Dataset excerpts section start

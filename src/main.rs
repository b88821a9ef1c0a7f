use std::{
    fs::{self, OpenOptions},
    io::{self, Read, Write},
    path::PathBuf,
    time::Duration,
};

use anyhow::{ensure, Context, Result};
use clap::Parser;
use conway::{Grid, Pacing, RunConfig, Sim, Spinner, DEFAULT_PATTERN};
use log::info;
use rand::{rngs::StdRng, SeedableRng};

#[derive(Parser, Debug)]
#[command(version, about = "conway's game of life in the terminal")]
struct Args {
    /// pattern file, `-` for stdin; the glider when omitted
    pattern: Option<PathBuf>,

    /// start from a random grid instead of a pattern
    #[arg(long, conflicts_with = "pattern")]
    random: bool,

    /// width of the random grid
    #[arg(long, default_value_t = 40)]
    width: i32,

    /// height of the random grid
    #[arg(long, default_value_t = 20)]
    height: i32,

    /// chance of a random cell being live
    #[arg(long, default_value_t = 0.3)]
    probability: f64,

    /// seed for the random grid
    #[arg(long)]
    seed: Option<u64>,

    /// number of turns to run, 0 or less runs until extinction
    #[arg(long, default_value_t = 0, allow_negative_numbers = true)]
    turns: i64,

    /// ms between turns
    #[arg(long, default_value_t = 500)]
    delay: u64,

    /// wait for enter between turns instead of sleeping
    #[arg(long)]
    prompt: bool,

    /// append frames to this file instead of stdout
    #[arg(long)]
    out: Option<PathBuf>,

    /// clear the terminal before each frame
    #[arg(long)]
    clear: bool,

    /// animate the wait between turns
    #[arg(long, conflicts_with = "prompt")]
    spinner: bool,
}

impl Args {
    fn pattern_from_stdin(&self) -> bool {
        self.pattern.as_ref().is_some_and(|path| path.as_os_str() == "-")
    }

    /// both would need stdin: the pattern until EOF, then a line per turn.
    fn validate(&self) -> Result<()> {
        ensure!(
            !(self.prompt && self.pattern_from_stdin()),
            "--prompt reads turns from stdin, it cannot be combined with a pattern from stdin"
        );
        Ok(())
    }

    fn config(&self) -> RunConfig {
        RunConfig {
            max_turns: self.turns,
            pacing: if self.prompt {
                Pacing::Interactive
            } else {
                Pacing::Delay(Duration::from_millis(self.delay))
            },
            clear: self.clear,
            spinner: self.spinner.then(Spinner::default),
            ..RunConfig::default()
        }
    }

    fn grid(&self) -> Result<Grid> {
        if self.random {
            let grid = match self.seed {
                Some(seed) => Grid::random_with(
                    &mut StdRng::seed_from_u64(seed),
                    self.width,
                    self.height,
                    self.probability,
                ),
                None => Grid::random(self.width, self.height, self.probability),
            };
            return grid.context("random grid came out empty");
        }

        let text = match &self.pattern {
            None => DEFAULT_PATTERN.to_string(),
            Some(_) if self.pattern_from_stdin() => {
                let mut text = String::new();
                io::stdin()
                    .read_to_string(&mut text)
                    .context("failed to read pattern from stdin")?;
                text
            }
            Some(path) => fs::read_to_string(path)
                .with_context(|| format!("failed to read pattern {}", path.display()))?,
        };
        Grid::from_text(&text).context("pattern has no live cell")
    }

    fn output(&self) -> Result<Box<dyn Write>> {
        let Some(path) = &self.out else {
            return Ok(Box::new(io::stdout()));
        };
        let file = OpenOptions::new()
            .create(true)
            .append(true)
            .open(path)
            .with_context(|| format!("failed to open {}", path.display()))?;
        Ok(Box::new(file))
    }
}

fn main() -> Result<()> {
    env_logger::init();
    let args = Args::parse();
    args.validate()?;

    let grid = args.grid()?;
    info!("starting with {} live cells", grid.live_count());

    let report = Sim::new(grid, &args.config(), args.output()?).run()?;
    info!("ran {} turns, halted: {:?}", report.turns, report.halt);
    Ok(())
}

Dataset excerpts section end

Exercise brief ▸
All of the data above should be written out again word for word.

Answer to this problem ▸
filename src/main.rs
repository b88821a9ef1c0a7f
use std::{
    fs::{self, OpenOptions},
    io::{self, Read, Write},
    path::PathBuf,
    time::Duration,
};

use anyhow::{ensure, Context, Result};
use clap::Parser;
use conway::{Grid, Pacing, RunConfig, Sim, Spinner, DEFAULT_PATTERN};
use log::info;
use rand::{rngs::StdRng, SeedableRng};

#[derive(Parser, Debug)]
#[command(version, about = "conway's game of life in the terminal")]
struct Args {
    /// pattern file, `-` for stdin; the glider when omitted
    pattern: Option<PathBuf>,

    /// start from a random grid instead of a pattern
    #[arg(long, conflicts_with = "pattern")]
    random: bool,

    /// width of the random grid
    #[arg(long, default_value_t = 40)]
    width: i32,

    /// height of the random grid
    #[arg(long, default_value_t = 20)]
    height: i32,

    /// chance of a random cell being live
    #[arg(long, default_value_t = 0.3)]
    probability: f64,

    /// seed for the random grid
    #[arg(long)]
    seed: Option<u64>,

    /// number of turns to run, 0 or less runs until extinction
    #[arg(long, default_value_t = 0, allow_negative_numbers = true)]
    turns: i64,

    /// ms between turns
    #[arg(long, default_value_t = 500)]
    delay: u64,

    /// wait for enter between turns instead of sleeping
    #[arg(long)]
    prompt: bool,

    /// append frames to this file instead of stdout
    #[arg(long)]
    out: Option<PathBuf>,

    /// clear the terminal before each frame
    #[arg(long)]
    clear: bool,

    /// animate the wait between turns
    #[arg(long, conflicts_with = "prompt")]
    spinner: bool,
}

impl Args {
    fn pattern_from_stdin(&self) -> bool {
        self.pattern.as_ref().is_some_and(|path| path.as_os_str() == "-")
    }

    /// both would need stdin: the pattern until EOF, then a line per turn.
    fn validate(&self) -> Result<()> {
        ensure!(
            !(self.prompt && self.pattern_from_stdin()),
            "--prompt reads turns from stdin, it cannot be combined with a pattern from stdin"
        );
        Ok(())
    }

    fn config(&self) -> RunConfig {
        RunConfig {
            max_turns: self.turns,
            pacing: if self.prompt {
                Pacing::Interactive
            } else {
                Pacing::Delay(Duration::from_millis(self.delay))
            },
            clear: self.clear,
            spinner: self.spinner.then(Spinner::default),
            ..RunConfig::default()
        }
    }

    fn grid(&self) -> Result<Grid> {
        if self.random {
            let grid = match self.seed {
                Some(seed) => Grid::random_with(
                    &mut StdRng::seed_from_u64(seed),
                    self.width,
                    self.height,
                    self.probability,
                ),
                None => Grid::random(self.width, self.height, self.probability),
            };
            return grid.context("random grid came out empty");
        }

        let text = match &self.pattern {
            None => DEFAULT_PATTERN.to_string(),
            Some(_) if self.pattern_from_stdin() => {
                let mut text = String::new();
                io::stdin()
                    .read_to_string(&mut text)
                    .context("failed to read pattern from stdin")?;
                text
            }
            Some(path) => fs::read_to_string(path)
                .with_context(|| format!("failed to read pattern {}", path.display()))?,
        };
        Grid::from_text(&text).context("pattern has no live cell")
    }

    fn output(&self) -> Result<Box<dyn Write>> {
        let Some(path) = &self.out else {
            return Ok(Box::new(io::stdout()));
        };
        let file = OpenOptions::new()
            .create(true)
            .append(true)
            .open(path)
            .with_context(|| format!("failed to open {}", path.display()))?;
        Ok(Box::new(file))
    }
}

fn main() -> Result<()> {
    env_logger::init();
    let args = Args::parse();
    args.validate()?;

    let grid = args.grid()?;
    info!("starting with {} live cells", grid.live_count());

    let report = Sim::new(grid, &args.config(), args.output()?).run()?;
    info!("ran {} turns, halted: {:?}", report.turns, report.halt);
    Ok(())
}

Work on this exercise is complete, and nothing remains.